**Activity:**
For the records below, tally the lines that include the word "contents" and give only the tally.

**Data for analysis:**
*** Block opens ***
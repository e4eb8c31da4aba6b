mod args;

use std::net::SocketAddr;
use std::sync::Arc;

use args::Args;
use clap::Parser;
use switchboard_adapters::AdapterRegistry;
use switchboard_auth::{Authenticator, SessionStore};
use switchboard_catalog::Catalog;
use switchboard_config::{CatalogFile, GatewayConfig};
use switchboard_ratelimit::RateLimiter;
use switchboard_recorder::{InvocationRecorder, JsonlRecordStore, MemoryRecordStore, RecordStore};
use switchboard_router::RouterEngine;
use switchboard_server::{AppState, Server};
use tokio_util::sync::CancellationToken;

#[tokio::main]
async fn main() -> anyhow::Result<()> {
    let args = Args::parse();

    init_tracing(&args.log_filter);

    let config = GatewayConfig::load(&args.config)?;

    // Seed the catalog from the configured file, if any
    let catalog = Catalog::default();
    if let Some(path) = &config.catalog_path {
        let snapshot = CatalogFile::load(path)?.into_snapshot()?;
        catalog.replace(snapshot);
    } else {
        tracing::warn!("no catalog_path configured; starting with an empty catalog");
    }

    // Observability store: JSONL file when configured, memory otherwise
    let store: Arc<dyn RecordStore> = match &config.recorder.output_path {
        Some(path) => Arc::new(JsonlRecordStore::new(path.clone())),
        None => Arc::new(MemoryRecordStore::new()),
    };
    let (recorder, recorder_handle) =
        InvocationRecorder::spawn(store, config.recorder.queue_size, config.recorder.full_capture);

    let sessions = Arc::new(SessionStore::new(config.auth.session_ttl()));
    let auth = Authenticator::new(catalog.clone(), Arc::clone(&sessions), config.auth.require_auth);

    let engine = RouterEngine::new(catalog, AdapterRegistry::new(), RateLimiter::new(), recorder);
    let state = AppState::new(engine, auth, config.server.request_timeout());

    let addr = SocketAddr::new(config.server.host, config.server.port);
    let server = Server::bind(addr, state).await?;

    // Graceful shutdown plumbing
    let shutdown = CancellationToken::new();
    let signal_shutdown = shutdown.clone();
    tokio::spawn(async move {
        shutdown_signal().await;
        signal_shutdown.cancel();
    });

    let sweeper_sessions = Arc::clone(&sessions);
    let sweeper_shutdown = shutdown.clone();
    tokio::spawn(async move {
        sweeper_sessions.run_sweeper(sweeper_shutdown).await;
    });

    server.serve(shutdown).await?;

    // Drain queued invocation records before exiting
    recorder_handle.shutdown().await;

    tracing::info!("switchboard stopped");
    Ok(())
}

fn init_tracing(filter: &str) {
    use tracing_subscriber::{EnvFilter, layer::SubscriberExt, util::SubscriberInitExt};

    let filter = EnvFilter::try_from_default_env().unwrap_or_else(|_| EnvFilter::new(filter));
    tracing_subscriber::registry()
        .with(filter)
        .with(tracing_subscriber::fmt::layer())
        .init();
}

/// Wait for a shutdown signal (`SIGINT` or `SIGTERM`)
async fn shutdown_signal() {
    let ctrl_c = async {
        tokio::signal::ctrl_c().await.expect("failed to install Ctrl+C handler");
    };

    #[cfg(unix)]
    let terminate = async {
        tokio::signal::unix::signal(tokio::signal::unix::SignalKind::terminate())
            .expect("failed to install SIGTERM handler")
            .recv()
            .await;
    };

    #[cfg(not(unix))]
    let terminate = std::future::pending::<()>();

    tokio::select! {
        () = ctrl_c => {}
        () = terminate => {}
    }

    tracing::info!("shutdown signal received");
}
*** Block closes ***
*** Block opens ***
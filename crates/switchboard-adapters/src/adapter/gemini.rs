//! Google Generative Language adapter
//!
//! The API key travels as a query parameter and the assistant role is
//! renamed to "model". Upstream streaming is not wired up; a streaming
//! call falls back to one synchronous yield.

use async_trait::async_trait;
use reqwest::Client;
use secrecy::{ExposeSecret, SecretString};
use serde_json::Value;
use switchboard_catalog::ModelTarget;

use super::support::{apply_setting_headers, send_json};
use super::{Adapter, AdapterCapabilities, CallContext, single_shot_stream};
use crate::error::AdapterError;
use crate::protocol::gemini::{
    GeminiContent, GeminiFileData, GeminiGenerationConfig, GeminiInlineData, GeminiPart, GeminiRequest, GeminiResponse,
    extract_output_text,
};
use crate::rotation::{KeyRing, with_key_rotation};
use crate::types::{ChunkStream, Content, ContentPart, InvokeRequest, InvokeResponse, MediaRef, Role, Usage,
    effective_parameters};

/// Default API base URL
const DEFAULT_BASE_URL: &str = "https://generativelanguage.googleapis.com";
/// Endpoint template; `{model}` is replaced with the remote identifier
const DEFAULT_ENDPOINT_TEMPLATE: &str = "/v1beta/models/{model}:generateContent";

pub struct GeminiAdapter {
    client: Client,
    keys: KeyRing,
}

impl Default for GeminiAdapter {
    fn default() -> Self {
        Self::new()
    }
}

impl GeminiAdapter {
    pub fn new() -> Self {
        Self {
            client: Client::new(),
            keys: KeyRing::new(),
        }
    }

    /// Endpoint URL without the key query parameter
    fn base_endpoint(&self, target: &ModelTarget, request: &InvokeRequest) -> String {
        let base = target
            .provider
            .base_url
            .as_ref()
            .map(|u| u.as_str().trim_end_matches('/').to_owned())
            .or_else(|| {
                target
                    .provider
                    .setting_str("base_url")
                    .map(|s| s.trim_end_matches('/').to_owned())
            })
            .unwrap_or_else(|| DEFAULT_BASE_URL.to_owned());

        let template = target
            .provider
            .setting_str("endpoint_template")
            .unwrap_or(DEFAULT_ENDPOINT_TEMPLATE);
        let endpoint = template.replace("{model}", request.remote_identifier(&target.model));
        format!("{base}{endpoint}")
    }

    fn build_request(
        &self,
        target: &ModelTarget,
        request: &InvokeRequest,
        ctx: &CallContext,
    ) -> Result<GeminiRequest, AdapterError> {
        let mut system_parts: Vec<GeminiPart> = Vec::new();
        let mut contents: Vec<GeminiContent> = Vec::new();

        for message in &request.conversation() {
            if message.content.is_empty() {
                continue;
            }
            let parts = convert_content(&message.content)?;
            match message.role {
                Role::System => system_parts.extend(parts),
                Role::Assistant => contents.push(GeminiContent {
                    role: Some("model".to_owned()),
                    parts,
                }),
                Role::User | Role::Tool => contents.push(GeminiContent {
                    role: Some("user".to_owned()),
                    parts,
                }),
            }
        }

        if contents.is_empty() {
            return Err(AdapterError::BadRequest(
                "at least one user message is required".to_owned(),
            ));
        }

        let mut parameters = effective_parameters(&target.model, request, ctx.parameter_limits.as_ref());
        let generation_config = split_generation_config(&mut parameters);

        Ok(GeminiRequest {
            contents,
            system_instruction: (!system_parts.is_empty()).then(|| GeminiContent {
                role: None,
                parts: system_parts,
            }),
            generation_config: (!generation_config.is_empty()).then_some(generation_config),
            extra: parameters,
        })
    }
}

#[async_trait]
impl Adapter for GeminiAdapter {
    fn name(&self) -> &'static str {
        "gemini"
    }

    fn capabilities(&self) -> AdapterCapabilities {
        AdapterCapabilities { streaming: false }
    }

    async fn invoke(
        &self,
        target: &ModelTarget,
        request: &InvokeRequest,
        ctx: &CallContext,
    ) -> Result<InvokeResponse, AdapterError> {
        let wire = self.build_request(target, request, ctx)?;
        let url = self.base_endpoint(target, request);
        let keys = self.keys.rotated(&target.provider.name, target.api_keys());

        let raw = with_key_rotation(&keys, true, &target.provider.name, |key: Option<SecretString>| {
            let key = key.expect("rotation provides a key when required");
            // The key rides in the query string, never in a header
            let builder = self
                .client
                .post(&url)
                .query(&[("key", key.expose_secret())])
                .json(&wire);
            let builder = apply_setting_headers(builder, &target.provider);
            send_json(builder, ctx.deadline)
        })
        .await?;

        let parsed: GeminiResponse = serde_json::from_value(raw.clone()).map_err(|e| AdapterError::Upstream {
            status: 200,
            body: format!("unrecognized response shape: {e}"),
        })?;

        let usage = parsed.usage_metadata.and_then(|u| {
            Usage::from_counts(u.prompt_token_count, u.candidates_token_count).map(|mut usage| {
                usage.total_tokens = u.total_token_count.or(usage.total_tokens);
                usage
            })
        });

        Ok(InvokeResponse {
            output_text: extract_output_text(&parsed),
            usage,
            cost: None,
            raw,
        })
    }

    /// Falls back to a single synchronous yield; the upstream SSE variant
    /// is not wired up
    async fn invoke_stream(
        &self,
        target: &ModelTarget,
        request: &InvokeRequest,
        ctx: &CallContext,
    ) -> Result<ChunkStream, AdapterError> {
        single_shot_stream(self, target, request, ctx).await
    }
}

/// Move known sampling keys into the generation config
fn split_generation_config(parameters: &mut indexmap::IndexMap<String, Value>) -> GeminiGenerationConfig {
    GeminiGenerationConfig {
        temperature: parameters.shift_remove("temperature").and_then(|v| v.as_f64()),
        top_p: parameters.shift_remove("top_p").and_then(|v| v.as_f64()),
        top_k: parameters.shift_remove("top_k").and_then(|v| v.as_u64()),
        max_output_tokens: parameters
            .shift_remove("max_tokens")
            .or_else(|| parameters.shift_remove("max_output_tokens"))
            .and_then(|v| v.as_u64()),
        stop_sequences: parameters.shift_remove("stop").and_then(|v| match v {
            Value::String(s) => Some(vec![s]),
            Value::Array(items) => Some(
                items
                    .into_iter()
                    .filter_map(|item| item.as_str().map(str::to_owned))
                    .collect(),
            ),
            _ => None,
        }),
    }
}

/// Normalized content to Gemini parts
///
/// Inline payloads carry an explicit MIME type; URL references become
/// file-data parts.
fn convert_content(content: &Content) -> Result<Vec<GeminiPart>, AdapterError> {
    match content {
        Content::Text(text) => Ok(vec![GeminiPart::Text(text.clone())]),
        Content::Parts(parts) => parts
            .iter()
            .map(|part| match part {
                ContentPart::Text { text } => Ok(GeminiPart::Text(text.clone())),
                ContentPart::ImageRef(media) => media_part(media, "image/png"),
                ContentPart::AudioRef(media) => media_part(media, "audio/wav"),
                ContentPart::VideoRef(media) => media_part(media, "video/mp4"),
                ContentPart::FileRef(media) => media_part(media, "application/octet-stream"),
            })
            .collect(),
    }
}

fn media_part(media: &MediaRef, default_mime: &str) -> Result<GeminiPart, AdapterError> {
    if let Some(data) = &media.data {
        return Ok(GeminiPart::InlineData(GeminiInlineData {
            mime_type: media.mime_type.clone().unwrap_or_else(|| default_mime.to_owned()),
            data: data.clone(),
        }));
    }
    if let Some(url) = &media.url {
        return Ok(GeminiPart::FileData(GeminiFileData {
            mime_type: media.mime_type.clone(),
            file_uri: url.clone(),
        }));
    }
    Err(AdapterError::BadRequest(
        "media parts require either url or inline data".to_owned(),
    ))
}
*** Block closes ***
**Solution for this exercise:**
5